[Dataset entries]
----

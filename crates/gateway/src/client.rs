use std::error::Error as _;
use std::time::Duration;

use async_trait::async_trait;
use hyper::ext::ReasonPhrase;
use loanscout_core::config::HttpConfig;
use loanscout_core::errors::TransportFailure;
use loanscout_core::routing::ProviderRequest;
use reqwest::header::{HeaderMap, HeaderName, HeaderValue, ACCEPT};
use reqwest::Client;
use tracing::{info, warn};

/// Fetches the raw response text for one provider request.
#[async_trait]
pub trait LoanApiClient: Send + Sync {
    async fn fetch(&self, request: &ProviderRequest) -> Result<String, TransportFailure>;
}

#[derive(Clone, Debug)]
pub struct HttpLoanApiClient {
    client: Client,
}

impl HttpLoanApiClient {
    pub fn new(config: &HttpConfig) -> Result<Self, TransportFailure> {
        let mut headers = HeaderMap::new();
        headers.insert(ACCEPT, HeaderValue::from_static("text/plain"));
        let device_header = HeaderName::from_bytes(config.device_header.trim().as_bytes())
            .map_err(|error| TransportFailure::Client(format!("device header name: {error}")))?;
        let device_id = HeaderValue::from_str(config.device_id.trim())
            .map_err(|error| TransportFailure::Client(format!("device header value: {error}")))?;
        headers.insert(device_header, device_id);

        let mut builder = Client::builder()
            .default_headers(headers)
            .danger_accept_invalid_certs(config.accept_invalid_certs);
        if let Some(timeout_secs) = config.timeout_secs {
            builder = builder.timeout(Duration::from_secs(timeout_secs));
        }

        let client =
            builder.build().map_err(|error| TransportFailure::Client(describe(&error)))?;
        Ok(Self { client })
    }
}

#[async_trait]
impl LoanApiClient for HttpLoanApiClient {
    async fn fetch(&self, request: &ProviderRequest) -> Result<String, TransportFailure> {
        let url = request.url();
        let response = self.client.get(&url).send().await.map_err(|error| {
            let failure = TransportFailure::Network(describe(&error));
            warn!(
                event_name = "search.fetch.failed",
                loan_type = %request.loan_type,
                error = %failure,
                "loan provider request failed"
            );
            failure
        })?;

        let status = response.status();
        if !status.is_success() {
            let failure = TransportFailure::Status {
                code: status.as_u16(),
                reason: reason_phrase(&response),
            };
            warn!(
                event_name = "search.fetch.failed",
                loan_type = %request.loan_type,
                status = status.as_u16(),
                "loan provider returned a non-success status"
            );
            return Err(failure);
        }

        let body =
            response.text().await.map_err(|error| TransportFailure::Network(describe(&error)))?;
        info!(
            event_name = "search.fetch.completed",
            loan_type = %request.loan_type,
            status = status.as_u16(),
            body_bytes = body.len(),
            "loan provider responded"
        );
        Ok(body)
    }
}

/// The server's own status text. hyper only keeps it as an extension when it
/// differs from the canonical phrase, so fall back to that.
fn reason_phrase(response: &reqwest::Response) -> String {
    if let Some(reason) = response.extensions().get::<ReasonPhrase>() {
        return String::from_utf8_lossy(reason.as_bytes()).into_owned();
    }
    response.status().canonical_reason().unwrap_or("Unknown Status").to_string()
}

/// Flattens the error source chain so the root cause (refused, dns, timeout)
/// reaches the caller.
fn describe(error: &reqwest::Error) -> String {
    let mut message = error.to_string();
    let mut source = error.source();
    while let Some(cause) = source {
        message.push_str(": ");
        message.push_str(&cause.to_string());
        source = cause.source();
    }
    message
}
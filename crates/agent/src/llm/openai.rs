use anyhow::{anyhow, Context, Result};
use async_trait::async_trait;
use reqwest::Client;
use secrecy::{ExposeSecret, SecretString};
use serde::{Deserialize, Serialize};
use serde_json::{json, Value};
use tracing::debug;

use super::{ensure_success, CompletionRequest, LlmClient};

/// Any OpenAI-compatible `/chat/completions` endpoint.
#[derive(Clone, Debug)]
pub struct OpenAiClient {
    client: Client,
    base_url: String,
    model: String,
    api_key: SecretString,
}

#[derive(Debug, Serialize)]
struct ChatRequest<'a> {
    model: &'a str,
    messages: Vec<ChatMessage<'a>>,
    temperature: f32,
    max_tokens: u32,
    stream: bool,
    #[serde(skip_serializing_if = "Option::is_none")]
    response_format: Option<Value>,
}

#[derive(Debug, Serialize)]
struct ChatMessage<'a> {
    role: &'static str,
    content: &'a str,
}

#[derive(Debug, Deserialize)]
struct ChatResponse {
    #[serde(default)]
    choices: Vec<ChatChoice>,
}

#[derive(Debug, Deserialize)]
struct ChatChoice {
    message: ChatChoiceMessage,
}

#[derive(Debug, Deserialize)]
struct ChatChoiceMessage {
    #[serde(default)]
    content: Option<String>,
}

impl OpenAiClient {
    pub fn new(client: Client, base_url: String, model: String, api_key: SecretString) -> Self {
        Self { client, base_url, model, api_key }
    }
}

#[async_trait]
impl LlmClient for OpenAiClient {
    async fn complete(&self, request: &CompletionRequest) -> Result<String> {
        let body = ChatRequest {
            model: &self.model,
            messages: vec![ChatMessage { role: "user", content: &request.prompt }],
            temperature: request.temperature,
            max_tokens: request.max_tokens,
            stream: false,
            response_format: request.json_mode.then(|| json!({ "type": "json_object" })),
        };

        debug!(event_name = "llm.request.sent", provider = "openai", model = %self.model);
        let response = self
            .client
            .post(format!("{}/chat/completions", self.base_url))
            .bearer_auth(self.api_key.expose_secret())
            .json(&body)
            .send()
            .await
            .context("openai request failed")?;
        let response = ensure_success("openai", response).await?;

        let payload: ChatResponse =
            response.json().await.context("openai response was not valid JSON")?;
        payload
            .choices
            .into_iter()
            .next()
            .and_then(|choice| choice.message.content)
            .filter(|content| !content.trim().is_empty())
            .ok_or_else(|| anyhow!("openai returned no message content"))
    }
}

----

The data given above must be transcribed exactly and completely.

Solved problem.
filename crates/gateway/src/client.rs
use std::error::Error as _;
use std::time::Duration;

use async_trait::async_trait;
use hyper::ext::ReasonPhrase;
use loanscout_core::config::HttpConfig;
use loanscout_core::errors::TransportFailure;
use loanscout_core::routing::ProviderRequest;
use reqwest::header::{HeaderMap, HeaderName, HeaderValue, ACCEPT};
use reqwest::Client;
use tracing::{info, warn};

/// Fetches the raw response text for one provider request.
#[async_trait]
pub trait LoanApiClient: Send + Sync {
    async fn fetch(&self, request: &ProviderRequest) -> Result<String, TransportFailure>;
}

#[derive(Clone, Debug)]
pub struct HttpLoanApiClient {
    client: Client,
}

impl HttpLoanApiClient {
    pub fn new(config: &HttpConfig) -> Result<Self, TransportFailure> {
        let mut headers = HeaderMap::new();
        headers.insert(ACCEPT, HeaderValue::from_static("text/plain"));
        let device_header = HeaderName::from_bytes(config.device_header.trim().as_bytes())
            .map_err(|error| TransportFailure::Client(format!("device header name: {error}")))?;
        let device_id = HeaderValue::from_str(config.device_id.trim())
            .map_err(|error| TransportFailure::Client(format!("device header value: {error}")))?;
        headers.insert(device_header, device_id);

        let mut builder = Client::builder()
            .default_headers(headers)
            .danger_accept_invalid_certs(config.accept_invalid_certs);
        if let Some(timeout_secs) = config.timeout_secs {
            builder = builder.timeout(Duration::from_secs(timeout_secs));
        }

        let client =
            builder.build().map_err(|error| TransportFailure::Client(describe(&error)))?;
        Ok(Self { client })
    }
}

#[async_trait]
impl LoanApiClient for HttpLoanApiClient {
    async fn fetch(&self, request: &ProviderRequest) -> Result<String, TransportFailure> {
        let url = request.url();
        let response = self.client.get(&url).send().await.map_err(|error| {
            let failure = TransportFailure::Network(describe(&error));
            warn!(
                event_name = "search.fetch.failed",
                loan_type = %request.loan_type,
                error = %failure,
                "loan provider request failed"
            );
            failure
        })?;

        let status = response.status();
        if !status.is_success() {
            let failure = TransportFailure::Status {
                code: status.as_u16(),
                reason: reason_phrase(&response),
            };
            warn!(
                event_name = "search.fetch.failed",
                loan_type = %request.loan_type,
                status = status.as_u16(),
                "loan provider returned a non-success status"
            );
            return Err(failure);
        }

        let body =
            response.text().await.map_err(|error| TransportFailure::Network(describe(&error)))?;
        info!(
            event_name = "search.fetch.completed",
            loan_type = %request.loan_type,
            status = status.as_u16(),
            body_bytes = body.len(),
            "loan provider responded"
        );
        Ok(body)
    }
}

/// The server's own status text. hyper only keeps it as an extension when it
/// differs from the canonical phrase, so fall back to that.
fn reason_phrase(response: &reqwest::Response) -> String {
    if let Some(reason) = response.extensions().get::<ReasonPhrase>() {
        return String::from_utf8_lossy(reason.as_bytes()).into_owned();
    }
    response.status().canonical_reason().unwrap_or("Unknown Status").to_string()
}

/// Flattens the error source chain so the root cause (refused, dns, timeout)
/// reaches the caller.
fn describe(error: &reqwest::Error) -> String {
    let mut message = error.to_string();
    let mut source = error.source();
    while let Some(cause) = source {
        message.push_str(": ");
        message.push_str(&cause.to_string());
        source = cause.source();
    }
    message
}
filename crates/agent/src/llm/openai.rs
use anyhow::{anyhow, Context, Result};
use async_trait::async_trait;
use reqwest::Client;
use secrecy::{ExposeSecret, SecretString};
use serde::{Deserialize, Serialize};
use serde_json::{json, Value};
use tracing::debug;

use super::{ensure_success, CompletionRequest, LlmClient};

/// Any OpenAI-compatible `/chat/completions` endpoint.
#[derive(Clone, Debug)]
pub struct OpenAiClient {
    client: Client,
    base_url: String,
    model: String,
    api_key: SecretString,
}

#[derive(Debug, Serialize)]
struct ChatRequest<'a> {
    model: &'a str,
    messages: Vec<ChatMessage<'a>>,
    temperature: f32,
    max_tokens: u32,
    stream: bool,
    #[serde(skip_serializing_if = "Option::is_none")]
    response_format: Option<Value>,
}

#[derive(Debug, Serialize)]
struct ChatMessage<'a> {
    role: &'static str,
    content: &'a str,
}

#[derive(Debug, Deserialize)]
struct ChatResponse {
    #[serde(default)]
    choices: Vec<ChatChoice>,
}

#[derive(Debug, Deserialize)]
struct ChatChoice {
    message: ChatChoiceMessage,
}

#[derive(Debug, Deserialize)]
struct ChatChoiceMessage {
    #[serde(default)]
    content: Option<String>,
}

impl OpenAiClient {
    pub fn new(client: Client, base_url: String, model: String, api_key: SecretString) -> Self {
        Self { client, base_url, model, api_key }
    }
}

#[async_trait]
impl LlmClient for OpenAiClient {
    async fn complete(&self, request: &CompletionRequest) -> Result<String> {
        let body = ChatRequest {
            model: &self.model,
            messages: vec![ChatMessage { role: "user", content: &request.prompt }],
            temperature: request.temperature,
            max_tokens: request.max_tokens,
            stream: false,
            response_format: request.json_mode.then(|| json!({ "type": "json_object" })),
        };

        debug!(event_name = "llm.request.sent", provider = "openai", model = %self.model);
        let response = self
            .client
            .post(format!("{}/chat/completions", self.base_url))
            .bearer_auth(self.api_key.expose_secret())
            .json(&body)
            .send()
            .await
            .context("openai request failed")?;
        let response = ensure_success("openai", response).await?;

        let payload: ChatResponse =
            response.json().await.context("openai response was not valid JSON")?;
        payload
            .choices
            .into_iter()
            .next()
            .and_then(|choice| choice.message.content)
            .filter(|content| !content.trim().is_empty())
            .ok_or_else(|| anyhow!("openai returned no message content"))
    }
}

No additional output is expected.